Non é una protesta, non é una posa spavalda, non ha la velleità di sfidare Dio come avevamo visto in Capaneo, nel gruppo dei violenti contro Dio, fiaccato sul sabbione e colpito da una pioggia di fiamme roventi, che si sforza di rimanere in piedi in segno di sfida, o come abbiamo visto in Vanni Fucci, nella bolgia dei ladri, che rivolge a Dio un gesto blasfemo, sacrilego e viene poi soffocato da una massa di serpenti.

In Maometto, che mostra la sua ripugnante materialità, Dante ha intravisto l'angoscia e la consapevolezza di un vinto, che col suo sguardo drammatico sembra implorare la pietà del poeta, che con Virgilio va visitando l'Inferno.

E il viaggio continua.

I due poeti raggiungono l'ultima zona delle Malebolge. Sul ponte che sovrasta la decima bolgia, i due pellegrini sentono dei lamenti, dalla fossa buia viene fuori un fetore, peggiore di quello che si sentiva ad Atene al tempo della peste.

Dante, preso da pietà, guarda "la molta gente e le diverse piaghe" di questa bolgia.

"Lamenti saettarono me diversi/ che di pietà ferrati avean gli strali; ond'io li orecchi con le mani copersi" (canto 29°, versi 43-45).

(mi colpirono come frecce lamenti insoliti, tanto che per pietà mi coprii le orecchie con le mani).

La scena quindi appare pietosa, più che ripugnante: un immenso ospedale, un lazzaretto, una moltitudine di corpi languenti, dalle membra cascanti, putrefatte, fetide.

Figure doloranti distese per terra, o striscianti carponi.

"Passo passo andavam senza sermone /guardando e ascoltando li ammalati  che non potean levar le lor persone" (vv.70-72).

I Falsari
(Avanzavamo senza parlare, ascoltando quegli ammalati che non potevano sollevare le loro persone).

In questo luogo ci sono le anime dei falsari, dei falsificatori, divisi in varie categorie, puniti con malattie di vario tipo, malattie che alterano il loro aspetto e il loro fisico.

C'è il gruppo degli alchimisti, dei falsificatori di metalli, colpiti dalla lebbra o dalla scabbia, tra i quali Dante individua dei cittadini toscani, di Arezzo e di Siena, in particolare.

C'è il gruppo dei falsificatori di persona, malati di pazzia furiosa, di rabbia, "ombre smorte e nude" che si mordono tra loro come animali.

Dante intravede poi alcuni dannati resi deformi e immobili dell'idropisia (una malattia che fa gonfiare il ventre a dismisura), tormentati da un'orribile sete.

Sono i falsificatori di moneta.
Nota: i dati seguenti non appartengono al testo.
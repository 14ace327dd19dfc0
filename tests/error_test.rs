use std::io;

use archetype::error::Error;

#[test]
fn test_error_conversion() {
    let io_err = io::Error::new(io::ErrorKind::NotFound, "file not found");
    let err: Error = io_err.into();

    match err {
        Error::IoError(_) => (),
        _ => panic!("Expected IoError variant"),
    }
}

#[test]
fn test_error_display() {
    let err = Error::SpecParseError("missing field `condition`".to_string());
    assert_eq!(err.to_string(), "Failed to parse transformations spec: missing field `condition`.");

    let err = Error::DestinationNotEmptyError { destination: "out".to_string() };
    assert_eq!(err.to_string(), "Destination 'out' is not empty, aborting.");

    let err = Error::HookExecutionError {
        command: "false".to_string(),
        reason: "exited with exit status: 1".to_string(),
    };
    assert_eq!(err.to_string(), "Hook 'false' failed: exited with exit status: 1.");
}
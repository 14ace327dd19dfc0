//! In-memory representation of a source file moving through the pipeline.

use std::path::PathBuf;

/// One file of the source tree.
#[derive(Debug, Clone, PartialEq, Eq)]
pub struct File {
    /// Absolute path of the file in the source tree
    pub full_path: PathBuf,
    /// Path relative to the source root, used for pattern matching and output
    pub relative_path: PathBuf,
    pub contents: String,
    /// Set once a transformer excludes the file from the output; terminal
    pub discarded: bool,
}

impl File {
    pub fn new<P, R, S>(full_path: P, relative_path: R, contents: S) -> Self
    where
        P: Into<PathBuf>,
        R: Into<PathBuf>,
        S: Into<String>,
    {
        Self {
            full_path: full_path.into(),
            relative_path: relative_path.into(),
            contents: contents.into(),
            discarded: false,
        }
    }

    /// Returns the same file marked as discarded, with its contents cleared.
    pub fn discard(self) -> Self {
        Self { contents: String::new(), discarded: true, ..self }
    }

    /// Returns the same file with new contents.
    pub fn with_contents(self, contents: String) -> Self {
        Self { contents, ..self }
    }
}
Tra loro un certo maestro Adamo, che falsificò il fiorino e fu arso sul rogo.

A lui Dante chiede che siano "i due tapini", che intravvede più lontano, arsi da una terribile febbre, fino a emanare fumo.
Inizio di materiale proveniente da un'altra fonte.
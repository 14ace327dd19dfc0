//! Error handling for the archetype application.
//! Defines the error kinds raised while loading a transformations spec,
//! binding it to variables and rewriting a source tree.

use std::io;
use thiserror::Error;

/// Custom error types for archetype operations.
///
/// Every variant is fatal for a run: it aborts at the point of detection and
/// nothing is retried.
#[derive(Error, Debug)]
pub enum Error {
    /// Represents errors that occur during file system operations
    #[error("IO error: {0}.")]
    IoError(#[from] io::Error),

    /// The transformations document is malformed or incomplete
    #[error("Failed to parse transformations spec: {0}.")]
    SpecParseError(String),

    /// A glob pattern could not be compiled
    #[error("Invalid file pattern '{pattern}': {source}.")]
    PatternCompileError {
        pattern: String,
        #[source]
        source: globset::Error,
    },

    /// A condition expression is malformed or could not be evaluated
    #[error("Failed to evaluate condition '{condition}': {reason}.")]
    ConditionError { condition: String, reason: String },

    /// A template is malformed or could not be rendered
    #[error("Failed to render template '{template}': {reason}.")]
    TemplateError { template: String, reason: String },

    /// The destination exists and is not an empty directory
    #[error("Destination '{destination}' is not empty, aborting.")]
    DestinationNotEmptyError { destination: String },

    /// A source file could not be read
    #[error("Failed to read '{path}': {source}.")]
    ReadError {
        path: String,
        #[source]
        source: io::Error,
    },

    /// An output file could not be written
    #[error("Failed to write '{path}': {source}.")]
    WriteError {
        path: String,
        #[source]
        source: io::Error,
    },

    /// A before/after operation failed
    #[error("Hook '{command}' failed: {reason}.")]
    HookExecutionError { command: String, reason: String },

    /// User supplied inputs are invalid or could not be collected
    #[error("Input error: {0}.")]
    InputError(String),

    /// A transformer was applied before its condition or template was bound
    #[error("Transformer '{0}' was used before being bound to variables.")]
    UnboundTransformerError(String),
}

/// Convenience type alias for Results with [`Error`] as the error type.
pub type Result<T> = std::result::Result<T, Error>;

/// Default error handler that prints the error and exits the program.
///
/// # Arguments
/// * `err` - The error to handle
///
/// # Behavior
/// Prints the error message to stderr and exits with status code 1
pub fn default_error_handler(err: Error) {
    eprintln!("{err}");
    std::process::exit(1);
}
Sono i falsificatori di parola.

Tra loro Sinone, che indusse i Troiani a introdurre in città il cavallo di legno. Sinone indispettito per esser stato nominato sferra un pugno al ventre di maestro Adamo e questi risponde con un violento colpo sul viso.

Dante si ferma ad ascoltare i due che litigano, rinfacciandosi le colpe, finchè Virgilio lo rimprovera severamente "voler ciò udire é bassa voglia" (v.148).
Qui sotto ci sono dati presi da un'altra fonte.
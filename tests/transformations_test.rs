use archetype::config::parse_config;
use archetype::error::Error;
use archetype::evaluator::{MiniJinjaEvaluator, Variables};
use archetype::file::File;
use archetype::transformations::Transformations;
use archetype::transformer::Transformer;

fn vars(pairs: &[(&str, &str)]) -> Variables {
    pairs.iter().map(|(k, v)| (k.to_string(), v.to_string())).collect()
}

fn bound(spec: &str, vars: &Variables) -> Transformations {
    let mut transformations = Transformations::from_spec(&parse_config(spec).unwrap());
    transformations.template(&MiniJinjaEvaluator::new(), vars).unwrap();
    transformations
}

fn file(relative_path: &str, contents: &str) -> File {
    File::new(format!("/src/{relative_path}"), relative_path, contents)
}

const INCLUDE_FILE: &str = r#"
transformations:
  - name: docs
    type: include
    condition: include_docs
    files: ["docs/**"]
"#;

#[test]
fn test_include_keeps_file_when_truthy() {
    let transformations = bound(INCLUDE_FILE, &vars(&[("include_docs", "true")]));
    let input = file("docs/guide.md", "# Guide\n");

    let output = transformations.transform(input.clone()).unwrap();
    assert_eq!(output, input);
}

#[test]
fn test_include_discards_file_when_falsy() {
    let transformations = bound(INCLUDE_FILE, &vars(&[("include_docs", "false")]));

    let output = transformations.transform(file("docs/guide.md", "# Guide\n")).unwrap();
    assert!(output.discarded);
    assert!(output.contents.is_empty());
    assert_eq!(output.relative_path.to_str(), Some("docs/guide.md"));
    assert_eq!(output.full_path.to_str(), Some("/src/docs/guide.md"));
}

#[test]
fn test_non_matching_transformer_is_skipped() {
    let transformations = bound(INCLUDE_FILE, &vars(&[("include_docs", "false")]));

    let input = file("README.md", "# Readme\n");
    assert_eq!(transformations.transform(input.clone()).unwrap(), input);
    assert!(!transformations.is_transformed("README.md").unwrap());
    assert!(transformations.is_transformed("docs/a/b.md").unwrap());
}

#[test]
fn test_region_marker() {
    let spec = r#"
transformations:
  - name: optional section
    type: include
    condition: with_x
    region_marker: X
    files: ["*.txt"]
"#;
    let input = "keep-this\nBEGIN X\nonly-if-x\nEND X\nkeep-that\n";

    let kept = bound(spec, &vars(&[("with_x", "yes")])).transform(file("a.txt", input)).unwrap();
    assert_eq!(kept.contents, "keep-this\nonly-if-x\nkeep-that\n");
    assert!(!kept.discarded);

    let dropped = bound(spec, &vars(&[("with_x", "")])).transform(file("a.txt", input)).unwrap();
    assert_eq!(dropped.contents, "keep-this\nkeep-that\n");
    assert!(!dropped.discarded);
}

#[test]
fn test_region_marker_in_comments() {
    let spec = r#"
transformations:
  - name: ci section
    type: include
    condition: include_ci
    region_marker: ci config
    files: ["**/*"]
"#;
    let input = "a\n//BEGIN ci config\nb\n//END ci config\n<!--BEGIN ci config-->\nc\n<!--END ci config-->\nd\n";

    let dropped = bound(spec, &vars(&[("include_ci", "false")])).transform(file("a.txt", input)).unwrap();
    assert_eq!(dropped.contents, "a\nd\n");

    let kept = bound(spec, &vars(&[("include_ci", "true")])).transform(file("a.txt", input)).unwrap();
    assert_eq!(kept.contents, "a\nb\nc\nd\n");
}

#[test]
fn test_replace_every_occurrence() {
    let spec = r#"
transformations:
  - name: rename
    type: replace
    pattern: sample
    replacement: "{{ name }}"
    files: ["**/*"]
"#;
    let transformations = bound(spec, &vars(&[("name", "acme")]));
    let input = "sample sample-app Sample\nsamplesample\n";

    let output = transformations.transform(file("src/lib.rs", input)).unwrap();
    assert_eq!(output.contents, "acme acme-app Sample\nacmeacme\n");
    assert_eq!(output.contents.matches("acme").count(), input.matches("sample").count());
    assert!(!output.contents.contains("sample"));
}

#[test]
fn test_replacement_rendered_once() {
    let spec = r#"
transformations:
  - name: rename
    type: replace
    pattern: old
    replacement: "{{ name | upper }}"
    files: ["*"]
"#;
    let transformations = bound(spec, &vars(&[("name", "new")]));
    match &transformations.transformers()[0] {
        Transformer::Replace(replacer) => assert_eq!(replacer.replacement(), Some("NEW")),
        other => panic!("Expected replace, got {other:?}"),
    }
}

#[test]
fn test_pipeline_order() {
    let spec = r#"
transformations:
  - name: first
    type: replace
    pattern: a
    replacement: b
    files: ["*"]
  - name: second
    type: replace
    pattern: b
    replacement: c
    files: ["*"]
"#;
    let transformations = bound(spec, &Variables::new());
    assert_eq!(transformations.transform(file("f", "ab")).unwrap().contents, "cc");
}

#[test]
fn test_discarded_file_skips_remaining_transformers() {
    let spec = r#"
transformations:
  - name: drop
    type: include
    condition: "false"
    files: ["*"]
  - name: would fail
    type: replace
    pattern: a
    replacement: b
    files: ["[invalid"]
"#;
    let transformations = bound(spec, &Variables::new());
    let output = transformations.transform(file("f", "a")).unwrap();
    assert!(output.discarded);
}

#[test]
fn test_ignore_patterns() {
    let spec = "ignore:\n  - \".git/**\"\n  - \"*.log\"\n";
    let transformations = bound(spec, &Variables::new());

    assert!(transformations.is_globally_ignored(".git/HEAD").unwrap());
    assert!(transformations.is_globally_ignored("debug.log").unwrap());
    assert!(!transformations.is_globally_ignored("logs/debug.log").unwrap());
    assert!(!transformations.is_globally_ignored("src/main.rs").unwrap());
}

#[test]
fn test_transform_before_template_fails() {
    let transformations = Transformations::from_spec(&parse_config(INCLUDE_FILE).unwrap());
    match transformations.transform(file("docs/a.md", "a")) {
        Err(Error::UnboundTransformerError(name)) => assert_eq!(name, "docs"),
        other => panic!("Expected UnboundTransformerError, got {other:?}"),
    }
}

#[test]
fn test_failed_template_binds_nothing() {
    let spec = r#"
transformations:
  - name: docs
    type: include
    condition: "true"
    files: ["docs/**"]
  - name: broken
    type: include
    condition: "undefined_variable"
    files: ["docs/**"]
"#;
    let mut transformations = Transformations::from_spec(&parse_config(spec).unwrap());
    let result = transformations.template(&MiniJinjaEvaluator::new(), &Variables::new());
    assert!(matches!(result, Err(Error::ConditionError { .. })));

    match &transformations.transformers()[0] {
        Transformer::Include(include) => assert_eq!(include.truthy(), None),
        other => panic!("Expected include, got {other:?}"),
    }
}

#[test]
fn test_hook_commands_are_rendered() {
    let spec = r#"
after:
  operations:
    - sh:
        - "cd {{ destination }} && git init"
"#;
    let transformations = bound(spec, &vars(&[("destination", "/tmp/out")]));
    assert_eq!(transformations.after()[0].command(), "cd /tmp/out && git init");
}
Dante sembra aver dimenticato il vero destino del suo viaggio.

Ma poi é lo stesso Virgilio che lo consola, rassicurandogli che gli starà sempre affianco in situazioni di questo genere.

Finalmente l'ottavo cerchio, quello dei fraudolenti, degli ingannatori, delle Malebolge, é abbandonato.

I Giganti
E' l'unico cerchio in cui il poeta ha usato immagini dure, ha raccontato in modo realistico, ha usato un linguaggio basso, a volte volgare, ha riempito le bolge di diavoli violenti, con code e corna. E' il cerchio degli ingannatori, dei fraudolenti. La giustizia di Dio non perdona, e Dante nemmeno.

Dante sta per entrare nell'ultimo cerchio infernale, quello dei traditori.

Scendendo verso il nono cerchio Dante si affaccia sul un lago ghiacciato, il Cocito, sente il suono di un corno e ha l'impressione di vedere delle torri, ma Virgilio gli spiega che non si tratta di torri, ma di giganti. Tre giganti sono i custodi del nono cerchio, sono tutti superbi contro Dio.

C'é Nembrot, che nella Bibbia é ritenuto l'autore della torre di Babele, e responsabile della confusione delle lingue.

C'é Fialte, che pose sull'Olimpo due montagne per raggiungere il cielo e qui é impotente e incatenato.

C'é Anteo, ucciso da Ercole, il quale con molta umanità si china, prende nelle sue mani Dante e Virgilio e "lievemente" li depone sul fondo del nono cerchio.